The BON is not going to do this much investigating for each and every NCLEX application. Even if they checked your FB and MySpace from years ago, they can't prove anything. Even if they found a picture of you getting high 10 years ago on MySpace, that doesn't prove 1- it was actually you and 2- you were actually getting high.

But what they DO love to do is thoroughly investigate anyone who admits they had a past issue, no matter how long ago. That one is a promise. Some states are very unfair so with knowing that I wouldn't admit to something that has no legal trail and that was over 10 years ago.

Make sure you read the link I posted from another thread and what she has to go through... 3 years sober and she is STILL not licensed.

PLEASE consider continuing as the sober person you are now and have been for 12 years. I absolutely promise you that the BON does not do Facebook and Myspace checks of applicants. Please do not mention your past to another person. It is totally your business and your alone.

Absolutely not. Dont do it

I made an account literally just to reply to this. Absolutely not, You have no reason to and saying that you did puts a big flag to the nursing board on you. say god forbid in your career a nurse on your shift steals meds and you need to speak about it. ya youre guilty already with your history. youre over thinking about this, Do NOT disclose this.

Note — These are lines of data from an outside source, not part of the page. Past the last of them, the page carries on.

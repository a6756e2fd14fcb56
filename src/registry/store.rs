//! Standard profile stores
//!
//! The registry talks to its upstream through [`StandardStore`]. Two
//! backends live here: an in-memory store for tests and embedding, and a
//! JSON-file store that keeps the two upstream payloads on disk.

use async_trait::async_trait;
use std::path::{Path, PathBuf};
use std::sync::Arc;
use tokio::sync::RwLock;
use tracing::{debug, instrument};

use crate::constants::{STANDARD_DEFAULT_FILE_NAME, STANDARD_FILE_NAME};
use crate::error::{CropwatchError, Result};
use crate::models::{ProfilePatch, ProfileSource, StandardProfile};

use super::wire::{decode_profiles, encode_profiles};

/// Upstream holding the active and default standard profiles.
///
/// Writes are last-write-wins; callers re-read after writing rather than
/// patching their own copies.
#[async_trait]
pub trait StandardStore: Send + Sync {
    /// All active profiles
    async fn list_active(&self) -> Result<Vec<StandardProfile>>;

    /// All default profiles
    async fn list_defaults(&self) -> Result<Vec<StandardProfile>>;

    /// Overwrite the thresholds and key of the active profile `id`.
    ///
    /// Success only means the write was accepted; read the profile back
    /// with [`StandardStore::list_active`].
    async fn patch(&self, id: i64, patch: &ProfilePatch) -> Result<()>;

    /// Short backend name for logs
    fn name(&self) -> &str;
}

#[derive(Debug, Default)]
struct Collections {
    active: Vec<StandardProfile>,
    defaults: Vec<StandardProfile>,
}

fn apply_patch(profiles: &mut [StandardProfile], id: i64, patch: &ProfilePatch) -> Result<()> {
    let profile = profiles
        .iter_mut()
        .find(|profile| profile.id == id)
        .ok_or(CropwatchError::ProfileNotFound { id })?;
    patch.apply_to(profile);
    Ok(())
}

/// In-memory store
#[derive(Debug, Clone, Default)]
pub struct InMemoryStandardStore {
    collections: Arc<RwLock<Collections>>,
}

impl InMemoryStandardStore {
    pub fn new(active: Vec<StandardProfile>, defaults: Vec<StandardProfile>) -> Self {
        Self {
            collections: Arc::new(RwLock::new(Collections { active, defaults })),
        }
    }

    pub async fn active_snapshot(&self) -> Vec<StandardProfile> {
        self.collections.read().await.active.clone()
    }
}

#[async_trait]
impl StandardStore for InMemoryStandardStore {
    async fn list_active(&self) -> Result<Vec<StandardProfile>> {
        Ok(self.collections.read().await.active.clone())
    }

    async fn list_defaults(&self) -> Result<Vec<StandardProfile>> {
        Ok(self.collections.read().await.defaults.clone())
    }

    #[instrument(skip(self, patch))]
    async fn patch(&self, id: i64, patch: &ProfilePatch) -> Result<()> {
        let mut collections = self.collections.write().await;
        apply_patch(&mut collections.active, id, patch)
    }

    fn name(&self) -> &str {
        "in_memory"
    }
}

/// Store backed by `standard.json` and `standarddefault.json` in one directory
#[derive(Debug, Clone)]
pub struct JsonFileStandardStore {
    dir: PathBuf,
    write_lock: Arc<RwLock<()>>,
}

impl JsonFileStandardStore {
    pub fn new(dir: impl Into<PathBuf>) -> Self {
        Self {
            dir: dir.into(),
            write_lock: Arc::new(RwLock::new(())),
        }
    }

    pub fn dir(&self) -> &Path {
        &self.dir
    }

    fn path_for(&self, source: ProfileSource) -> PathBuf {
        match source {
            ProfileSource::Active => self.dir.join(STANDARD_FILE_NAME),
            ProfileSource::Default => self.dir.join(STANDARD_DEFAULT_FILE_NAME),
        }
    }

    async fn read(&self, source: ProfileSource) -> Result<Vec<StandardProfile>> {
        let path = self.path_for(source);
        let contents = tokio::fs::read_to_string(&path)
            .await
            .map_err(|e| CropwatchError::upstream(path.display().to_string(), e.to_string()))?;
        let payload: serde_json::Value = serde_json::from_str(&contents)?;
        let profiles = decode_profiles(source, &payload);
        debug!("Read {} profiles from {}", profiles.len(), path.display());
        Ok(profiles)
    }

    async fn write(&self, source: ProfileSource, profiles: &[StandardProfile]) -> Result<()> {
        let path = self.path_for(source);
        let payload = encode_profiles(source, profiles);
        tokio::fs::write(&path, serde_json::to_string_pretty(&payload)?).await?;
        Ok(())
    }
}

#[async_trait]
impl StandardStore for JsonFileStandardStore {
    async fn list_active(&self) -> Result<Vec<StandardProfile>> {
        let _guard = self.write_lock.read().await;
        self.read(ProfileSource::Active).await
    }

    async fn list_defaults(&self) -> Result<Vec<StandardProfile>> {
        let _guard = self.write_lock.read().await;
        self.read(ProfileSource::Default).await
    }

    #[instrument(skip(self, patch), fields(dir = %self.dir.display()))]
    async fn patch(&self, id: i64, patch: &ProfilePatch) -> Result<()> {
        let _guard = self.write_lock.write().await;
        let mut active = self.read(ProfileSource::Active).await?;
        apply_patch(&mut active, id, patch)?;
        self.write(ProfileSource::Active, &active).await
    }

    fn name(&self) -> &str {
        "json_file"
    }
}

Why are you even telling everyone about your sobriety? stop talking about this youre seriously setting yourself up for failure im shocked right now at all this

tonyl1234 - this is absolutely untrue. you are required to inform them if you have a substance abuse problem this is not a hippa issue. it is a nursing board requirement

Oh wait... here's the thread...

https://allnurses.com/nurses-recovery/nursing-grad-dealing-1145982.html

Follow her other posts/comments and see what hell she has gone through being honest.

That is crazy! They were going to discipline her for entering a sobriety program years before she ever even became an LPN?!

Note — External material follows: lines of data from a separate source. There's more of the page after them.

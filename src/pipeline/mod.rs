//! Zone classification pipeline
//!
//! One pipeline cycle takes the records of the selected zone, keeps those of
//! the selected growth period and year, computes attribute averages, resolves
//! the standard profile for the period and starts a chunked classification
//! run. [`ZoneMonitor`] owns the selection and the run generation, so every
//! selection change makes in-flight runs stale.

pub mod aggregate;
pub mod batcher;
pub mod classify;
pub mod filter;
pub mod normalize;

#[cfg(test)]
pub mod tests;

pub use aggregate::{AttributeAverages, average};
pub use batcher::{
    BatchRun, BatchSummary, ChunkResult, IncrementalBatcher, RunGeneration, RunTicket,
};
pub use classify::{classify, classify_all};
pub use filter::{PeriodFilterStats, filter_by_period, filter_with_stats, get_period_filter_stats};
pub use normalize::normalize_label;

use crate::cache::ZoneCache;
use crate::config::MonitorConfig;
use crate::error::Result;
use crate::models::{Attribute, AttributeSelection, GrowthPeriod, StandardProfile, Zone};
use crate::registry::StandardRegistry;
use serde::Serialize;
use tracing::{debug, info, warn};

/// Current zone, period, year and attribute selection
#[derive(Debug, Clone, PartialEq, Serialize)]
pub struct Selection {
    pub zone: Zone,
    pub period: GrowthPeriod,
    pub year: i32,
    pub attributes: AttributeSelection,
}

impl Selection {
    pub fn from_config(config: &MonitorConfig) -> Self {
        Self {
            zone: config.zone,
            period: config.period,
            year: config.year,
            attributes: config.attributes.clone(),
        }
    }
}

/// Whether a standard profile exists for the selected period
#[derive(Debug, Clone, Copy, PartialEq, Eq, Serialize)]
#[serde(rename_all = "snake_case")]
pub enum ProfileStatus {
    Resolved,
    /// No profile for the period; every record is indeterminate
    Missing,
}

/// Everything one pipeline cycle produced up front, plus the running batch
#[derive(Debug)]
pub struct PipelineRun {
    pub selection: Selection,
    pub filter_stats: PeriodFilterStats,
    pub averages: AttributeAverages,
    pub profile: Option<StandardProfile>,
    pub status: ProfileStatus,
    pub batch: BatchRun,
}

impl PipelineRun {
    /// Number of records that passed the period filter
    pub fn filtered_count(&self) -> usize {
        self.filter_stats.retained
    }
}

/// Orchestrates pipeline cycles for one consumer
#[derive(Debug)]
pub struct ZoneMonitor {
    selection: Selection,
    batcher: IncrementalBatcher,
    generation: RunGeneration,
}

impl ZoneMonitor {
    pub fn new(selection: Selection, batcher: IncrementalBatcher) -> Self {
        Self {
            selection,
            batcher,
            generation: RunGeneration::new(),
        }
    }

    pub fn from_config(config: &MonitorConfig) -> Result<Self> {
        Ok(Self::new(
            Selection::from_config(config),
            IncrementalBatcher::from_config(config)?,
        ))
    }

    pub fn selection(&self) -> &Selection {
        &self.selection
    }

    pub fn generation(&self) -> &RunGeneration {
        &self.generation
    }

    pub fn select_zone(&mut self, zone: Zone) {
        if self.selection.zone != zone {
            self.selection.zone = zone;
            self.generation.invalidate();
        }
    }

    pub fn select_period(&mut self, period: GrowthPeriod) {
        if self.selection.period != period {
            self.selection.period = period;
            self.generation.invalidate();
        }
    }

    pub fn select_year(&mut self, year: i32) {
        if self.selection.year != year {
            self.selection.year = year;
            self.generation.invalidate();
        }
    }

    pub fn set_attributes(&mut self, attributes: AttributeSelection) {
        if self.selection.attributes != attributes {
            self.selection.attributes = attributes;
            self.generation.invalidate();
        }
    }

    /// Add or remove one attribute from the selection
    pub fn toggle_attribute(&mut self, attribute: Attribute) {
        if !self.selection.attributes.remove(attribute) {
            self.selection.attributes.insert(attribute);
        }
        self.generation.invalidate();
    }

    /// Averages of the selected attributes over the selected zone, period and year
    pub fn averages(&self, cache: &ZoneCache) -> Result<AttributeAverages> {
        let records = cache.records(self.selection.zone)?;
        let filtered = filter::filter_refs(records, self.selection.period, self.selection.year);
        let values = aggregate::average_iter(filtered, &self.selection.attributes);
        Ok(AttributeAverages::from_values(values))
    }

    /// Start one pipeline cycle for the current selection.
    ///
    /// Fails without filtering anything if the zone cache is not ready or
    /// no standard profiles have been fetched. A period without a profile is
    /// not an error: the run reports [`ProfileStatus::Missing`] and delivers
    /// no chunks.
    pub fn run(&self, cache: &ZoneCache, registry: &StandardRegistry) -> Result<PipelineRun> {
        let records = cache.records(self.selection.zone)?;
        registry.ensure_loaded()?;

        let Selection {
            zone,
            period,
            year,
            ..
        } = self.selection;
        let ticket = self.generation.advance();

        let (filtered, filter_stats) = filter::filter_with_stats(records, period, year);
        let averages = AttributeAverages::compute(&filtered, &self.selection.attributes);

        let profile = registry.resolve(period).cloned();
        let status = match profile {
            Some(_) => ProfileStatus::Resolved,
            None => {
                warn!("No standard profile for {} (zone {}, {})", period, zone, year);
                ProfileStatus::Missing
            }
        };

        info!(
            "Pipeline run {} for {} {} {}: {}",
            ticket.id(),
            zone,
            period,
            year,
            filter_stats.summary()
        );
        debug!("Attributes: {}", self.selection.attributes);

        let batch = self.batcher.run(
            filtered,
            profile.clone(),
            self.selection.attributes.clone(),
            ticket,
        );

        Ok(PipelineRun {
            selection: self.selection.clone(),
            filter_stats,
            averages,
            profile,
            status,
            batch,
        })
    }
}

Specializes in Psych, Corrections, Med-Surg, Ambulatory.

If your user name in any way resembles your real name, please change it yesterday. The mods can help you with this. I'm of the mind that if there is no medical or legal paper trail, it didn't happen. I believe honesty is the best policy, but every rule has an exception. Based on the personal experiences of many who have posted here, I think this may be one of them. Best wishes.

Specializes in ED, Cardiac-step down, tele, med surg.

I've worked in 2 states, presently CA and have never been asked that question. That's a HIPPA issue. I've only been asked about criminal history. I would keep my health info private if I were you. It's none of their business. An active problem on the other hand could be a safety hazard for the public, not an old problem that occured a decade ago.